LISTED RECORDS:
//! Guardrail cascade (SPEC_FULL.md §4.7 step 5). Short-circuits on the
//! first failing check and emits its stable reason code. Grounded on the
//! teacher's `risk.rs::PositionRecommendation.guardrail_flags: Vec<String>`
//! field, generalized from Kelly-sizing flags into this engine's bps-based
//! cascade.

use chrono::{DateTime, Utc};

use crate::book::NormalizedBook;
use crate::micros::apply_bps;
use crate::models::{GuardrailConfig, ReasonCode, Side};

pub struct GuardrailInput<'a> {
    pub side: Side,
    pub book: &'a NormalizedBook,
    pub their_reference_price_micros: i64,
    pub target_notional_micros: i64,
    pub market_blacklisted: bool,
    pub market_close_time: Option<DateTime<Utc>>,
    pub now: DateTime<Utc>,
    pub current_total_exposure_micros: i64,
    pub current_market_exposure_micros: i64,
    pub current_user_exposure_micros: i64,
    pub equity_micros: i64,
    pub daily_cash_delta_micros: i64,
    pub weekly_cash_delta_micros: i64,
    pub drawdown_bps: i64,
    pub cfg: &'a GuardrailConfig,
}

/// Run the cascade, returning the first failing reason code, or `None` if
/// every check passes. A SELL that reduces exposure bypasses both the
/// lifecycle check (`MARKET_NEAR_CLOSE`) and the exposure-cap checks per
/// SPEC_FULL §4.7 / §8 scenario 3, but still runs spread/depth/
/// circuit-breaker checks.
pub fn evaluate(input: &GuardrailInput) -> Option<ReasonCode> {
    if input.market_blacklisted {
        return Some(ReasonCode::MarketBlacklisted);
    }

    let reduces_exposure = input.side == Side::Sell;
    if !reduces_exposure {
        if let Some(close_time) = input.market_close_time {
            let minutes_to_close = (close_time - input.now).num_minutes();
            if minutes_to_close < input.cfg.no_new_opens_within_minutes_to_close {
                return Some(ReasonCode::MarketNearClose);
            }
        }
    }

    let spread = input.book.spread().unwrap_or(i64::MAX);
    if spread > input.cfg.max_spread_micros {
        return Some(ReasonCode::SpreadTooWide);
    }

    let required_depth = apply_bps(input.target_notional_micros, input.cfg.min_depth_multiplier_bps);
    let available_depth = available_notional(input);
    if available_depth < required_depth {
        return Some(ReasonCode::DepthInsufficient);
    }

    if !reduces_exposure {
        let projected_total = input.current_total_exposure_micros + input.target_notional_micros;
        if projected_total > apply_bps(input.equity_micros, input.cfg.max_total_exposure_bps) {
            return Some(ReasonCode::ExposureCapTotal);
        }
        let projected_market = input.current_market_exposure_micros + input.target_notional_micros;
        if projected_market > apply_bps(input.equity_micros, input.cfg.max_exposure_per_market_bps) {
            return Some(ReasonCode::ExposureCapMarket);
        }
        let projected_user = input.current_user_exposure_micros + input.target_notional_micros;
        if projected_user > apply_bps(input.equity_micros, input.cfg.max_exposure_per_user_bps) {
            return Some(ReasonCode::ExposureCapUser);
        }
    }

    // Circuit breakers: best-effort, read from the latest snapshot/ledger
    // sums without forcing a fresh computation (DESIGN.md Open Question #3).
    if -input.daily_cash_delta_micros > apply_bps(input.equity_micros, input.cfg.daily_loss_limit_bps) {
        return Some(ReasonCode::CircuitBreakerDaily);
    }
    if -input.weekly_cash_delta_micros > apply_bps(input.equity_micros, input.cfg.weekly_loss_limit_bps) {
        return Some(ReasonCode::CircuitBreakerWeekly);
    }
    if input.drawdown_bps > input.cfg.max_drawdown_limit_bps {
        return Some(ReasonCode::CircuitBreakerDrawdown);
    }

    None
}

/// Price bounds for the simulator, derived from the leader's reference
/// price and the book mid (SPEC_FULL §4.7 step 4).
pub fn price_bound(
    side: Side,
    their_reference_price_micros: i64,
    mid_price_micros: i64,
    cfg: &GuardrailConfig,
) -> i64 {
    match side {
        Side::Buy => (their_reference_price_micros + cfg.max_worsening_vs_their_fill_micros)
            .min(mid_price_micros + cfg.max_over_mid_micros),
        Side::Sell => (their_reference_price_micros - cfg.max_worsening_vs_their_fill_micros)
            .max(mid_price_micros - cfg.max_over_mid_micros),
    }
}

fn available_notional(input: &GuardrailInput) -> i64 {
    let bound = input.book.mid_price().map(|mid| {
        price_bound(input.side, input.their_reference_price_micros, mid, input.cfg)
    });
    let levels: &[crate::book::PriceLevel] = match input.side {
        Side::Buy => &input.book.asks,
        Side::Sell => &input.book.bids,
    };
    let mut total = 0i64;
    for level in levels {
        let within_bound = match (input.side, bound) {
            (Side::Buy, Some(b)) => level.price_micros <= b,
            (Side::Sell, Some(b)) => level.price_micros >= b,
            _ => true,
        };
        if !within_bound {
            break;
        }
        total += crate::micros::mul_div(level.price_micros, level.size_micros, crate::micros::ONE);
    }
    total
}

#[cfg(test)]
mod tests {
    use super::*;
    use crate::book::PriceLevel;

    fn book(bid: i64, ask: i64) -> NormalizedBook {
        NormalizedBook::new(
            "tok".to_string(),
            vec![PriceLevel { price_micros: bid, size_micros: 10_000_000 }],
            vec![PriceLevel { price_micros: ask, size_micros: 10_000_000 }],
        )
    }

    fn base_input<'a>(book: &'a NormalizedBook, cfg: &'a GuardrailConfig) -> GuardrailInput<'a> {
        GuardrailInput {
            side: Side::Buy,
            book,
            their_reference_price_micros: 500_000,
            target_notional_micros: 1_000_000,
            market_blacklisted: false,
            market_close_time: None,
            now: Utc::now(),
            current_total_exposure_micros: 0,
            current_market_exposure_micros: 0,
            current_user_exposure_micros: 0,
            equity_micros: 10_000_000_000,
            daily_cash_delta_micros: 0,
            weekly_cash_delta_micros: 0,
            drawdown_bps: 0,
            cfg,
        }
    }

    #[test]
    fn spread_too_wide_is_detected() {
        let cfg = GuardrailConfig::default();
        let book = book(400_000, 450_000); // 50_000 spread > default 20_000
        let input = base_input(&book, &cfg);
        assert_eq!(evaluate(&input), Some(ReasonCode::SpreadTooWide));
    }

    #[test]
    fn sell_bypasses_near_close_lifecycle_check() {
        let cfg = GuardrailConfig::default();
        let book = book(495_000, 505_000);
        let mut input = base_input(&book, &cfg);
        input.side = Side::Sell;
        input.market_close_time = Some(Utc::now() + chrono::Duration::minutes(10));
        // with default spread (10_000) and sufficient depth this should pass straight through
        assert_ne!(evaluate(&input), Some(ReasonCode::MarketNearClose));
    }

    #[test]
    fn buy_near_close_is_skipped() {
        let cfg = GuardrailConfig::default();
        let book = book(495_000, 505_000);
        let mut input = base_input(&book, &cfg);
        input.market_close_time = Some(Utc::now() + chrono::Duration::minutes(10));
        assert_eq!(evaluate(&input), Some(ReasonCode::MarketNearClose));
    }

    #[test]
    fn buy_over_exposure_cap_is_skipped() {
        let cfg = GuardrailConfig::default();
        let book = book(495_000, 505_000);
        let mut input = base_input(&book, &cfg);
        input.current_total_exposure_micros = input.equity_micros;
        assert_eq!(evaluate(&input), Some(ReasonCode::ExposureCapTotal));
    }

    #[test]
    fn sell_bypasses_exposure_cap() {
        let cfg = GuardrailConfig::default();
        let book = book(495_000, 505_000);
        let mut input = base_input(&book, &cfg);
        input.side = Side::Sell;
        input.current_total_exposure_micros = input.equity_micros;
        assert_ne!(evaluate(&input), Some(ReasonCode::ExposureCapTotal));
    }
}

PROBLEM DETAILS: Could you please reproduce each record exactly, leaving nothing out?

SOLUTION FOR THIS TASK:
//! Guardrail cascade (SPEC_FULL.md §4.7 step 5). Short-circuits on the
//! first failing check and emits its stable reason code. Grounded on the
//! teacher's `risk.rs::PositionRecommendation.guardrail_flags: Vec<String>`
//! field, generalized from Kelly-sizing flags into this engine's bps-based
//! cascade.

use chrono::{DateTime, Utc};

use crate::book::NormalizedBook;
use crate::micros::apply_bps;
use crate::models::{GuardrailConfig, ReasonCode, Side};

pub struct GuardrailInput<'a> {
    pub side: Side,
    pub book: &'a NormalizedBook,
    pub their_reference_price_micros: i64,
    pub target_notional_micros: i64,
    pub market_blacklisted: bool,
    pub market_close_time: Option<DateTime<Utc>>,
    pub now: DateTime<Utc>,
    pub current_total_exposure_micros: i64,
    pub current_market_exposure_micros: i64,
    pub current_user_exposure_micros: i64,
    pub equity_micros: i64,
    pub daily_cash_delta_micros: i64,
    pub weekly_cash_delta_micros: i64,
    pub drawdown_bps: i64,
    pub cfg: &'a GuardrailConfig,
}

/// Run the cascade, returning the first failing reason code, or `None` if
/// every check passes. A SELL that reduces exposure bypasses both the
/// lifecycle check (`MARKET_NEAR_CLOSE`) and the exposure-cap checks per
/// SPEC_FULL §4.7 / §8 scenario 3, but still runs spread/depth/
/// circuit-breaker checks.
pub fn evaluate(input: &GuardrailInput) -> Option<ReasonCode> {
    if input.market_blacklisted {
        return Some(ReasonCode::MarketBlacklisted);
    }

    let reduces_exposure = input.side == Side::Sell;
    if !reduces_exposure {
        if let Some(close_time) = input.market_close_time {
            let minutes_to_close = (close_time - input.now).num_minutes();
            if minutes_to_close < input.cfg.no_new_opens_within_minutes_to_close {
                return Some(ReasonCode::MarketNearClose);
            }
        }
    }

    let spread = input.book.spread().unwrap_or(i64::MAX);
    if spread > input.cfg.max_spread_micros {
        return Some(ReasonCode::SpreadTooWide);
    }

    let required_depth = apply_bps(input.target_notional_micros, input.cfg.min_depth_multiplier_bps);
    let available_depth = available_notional(input);
    if available_depth < required_depth {
        return Some(ReasonCode::DepthInsufficient);
    }

    if !reduces_exposure {
        let projected_total = input.current_total_exposure_micros + input.target_notional_micros;
        if projected_total > apply_bps(input.equity_micros, input.cfg.max_total_exposure_bps) {
            return Some(ReasonCode::ExposureCapTotal);
        }
        let projected_market = input.current_market_exposure_micros + input.target_notional_micros;
        if projected_market > apply_bps(input.equity_micros, input.cfg.max_exposure_per_market_bps) {
            return Some(ReasonCode::ExposureCapMarket);
        }
        let projected_user = input.current_user_exposure_micros + input.target_notional_micros;
        if projected_user > apply_bps(input.equity_micros, input.cfg.max_exposure_per_user_bps) {
            return Some(ReasonCode::ExposureCapUser);
        }
    }

    // Circuit breakers: best-effort, read from the latest snapshot/ledger
    // sums without forcing a fresh computation (DESIGN.md Open Question #3).
    if -input.daily_cash_delta_micros > apply_bps(input.equity_micros, input.cfg.daily_loss_limit_bps) {
        return Some(ReasonCode::CircuitBreakerDaily);
    }
    if -input.weekly_cash_delta_micros > apply_bps(input.equity_micros, input.cfg.weekly_loss_limit_bps) {
        return Some(ReasonCode::CircuitBreakerWeekly);
    }
    if input.drawdown_bps > input.cfg.max_drawdown_limit_bps {
        return Some(ReasonCode::CircuitBreakerDrawdown);
    }

    None
}

/// Price bounds for the simulator, derived from the leader's reference
/// price and the book mid (SPEC_FULL §4.7 step 4).
pub fn price_bound(
    side: Side,
    their_reference_price_micros: i64,
    mid_price_micros: i64,
    cfg: &GuardrailConfig,
) -> i64 {
    match side {
        Side::Buy => (their_reference_price_micros + cfg.max_worsening_vs_their_fill_micros)
            .min(mid_price_micros + cfg.max_over_mid_micros),
        Side::Sell => (their_reference_price_micros - cfg.max_worsening_vs_their_fill_micros)
            .max(mid_price_micros - cfg.max_over_mid_micros),
    }
}

fn available_notional(input: &GuardrailInput) -> i64 {
    let bound = input.book.mid_price().map(|mid| {
        price_bound(input.side, input.their_reference_price_micros, mid, input.cfg)
    });
    let levels: &[crate::book::PriceLevel] = match input.side {
        Side::Buy => &input.book.asks,
        Side::Sell => &input.book.bids,
    };
    let mut total = 0i64;
    for level in levels {
        let within_bound = match (input.side, bound) {
            (Side::Buy, Some(b)) => level.price_micros <= b,
            (Side::Sell, Some(b)) => level.price_micros >= b,
            _ => true,
        };
        if !within_bound {
            break;
        }
        total += crate::micros::mul_div(level.price_micros, level.size_micros, crate::micros::ONE);
    }
    total
}

#[cfg(test)]
mod tests {
    use super::*;
    use crate::book::PriceLevel;

    fn book(bid: i64, ask: i64) -> NormalizedBook {
        NormalizedBook::new(
            "tok".to_string(),
            vec![PriceLevel { price_micros: bid, size_micros: 10_000_000 }],
            vec![PriceLevel { price_micros: ask, size_micros: 10_000_000 }],
        )
    }

    fn base_input<'a>(book: &'a NormalizedBook, cfg: &'a GuardrailConfig) -> GuardrailInput<'a> {
        GuardrailInput {
            side: Side::Buy,
            book,
            their_reference_price_micros: 500_000,
            target_notional_micros: 1_000_000,
            market_blacklisted: false,
            market_close_time: None,
            now: Utc::now(),
            current_total_exposure_micros: 0,
            current_market_exposure_micros: 0,
            current_user_exposure_micros: 0,
            equity_micros: 10_000_000_000,
            daily_cash_delta_micros: 0,
            weekly_cash_delta_micros: 0,
            drawdown_bps: 0,
            cfg,
        }
    }

    #[test]
    fn spread_too_wide_is_detected() {
        let cfg = GuardrailConfig::default();
        let book = book(400_000, 450_000); // 50_000 spread > default 20_000
        let input = base_input(&book, &cfg);
        assert_eq!(evaluate(&input), Some(ReasonCode::SpreadTooWide));
    }

    #[test]
    fn sell_bypasses_near_close_lifecycle_check() {
        let cfg = GuardrailConfig::default();
        let book = book(495_000, 505_000);
        let mut input = base_input(&book, &cfg);
        input.side = Side::Sell;
        input.market_close_time = Some(Utc::now() + chrono::Duration::minutes(10));
        // with default spread (10_000) and sufficient depth this should pass straight through
        assert_ne!(evaluate(&input), Some(ReasonCode::MarketNearClose));
    }

    #[test]
    fn buy_near_close_is_skipped() {
        let cfg = GuardrailConfig::default();
        let book = book(495_000, 505_000);
        let mut input = base_input(&book, &cfg);
        input.market_close_time = Some(Utc::now() + chrono::Duration::minutes(10));
        assert_eq!(evaluate(&input), Some(ReasonCode::MarketNearClose));
    }

    #[test]
    fn buy_over_exposure_cap_is_skipped() {
        let cfg = GuardrailConfig::default();
        let book = book(495_000, 505_000);
        let mut input = base_input(&book, &cfg);
        input.current_total_exposure_micros = input.equity_micros;
        assert_eq!(evaluate(&input), Some(ReasonCode::ExposureCapTotal));
    }

    #[test]
    fn sell_bypasses_exposure_cap() {
        let cfg = GuardrailConfig::default();
        let book = book(495_000, 505_000);
        let mut input = base_input(&book, &cfg);
        input.side = Side::Sell;
        input.current_total_exposure_micros = input.equity_micros;
        assert_ne!(evaluate(&input), Some(ReasonCode::ExposureCapTotal));
    }
}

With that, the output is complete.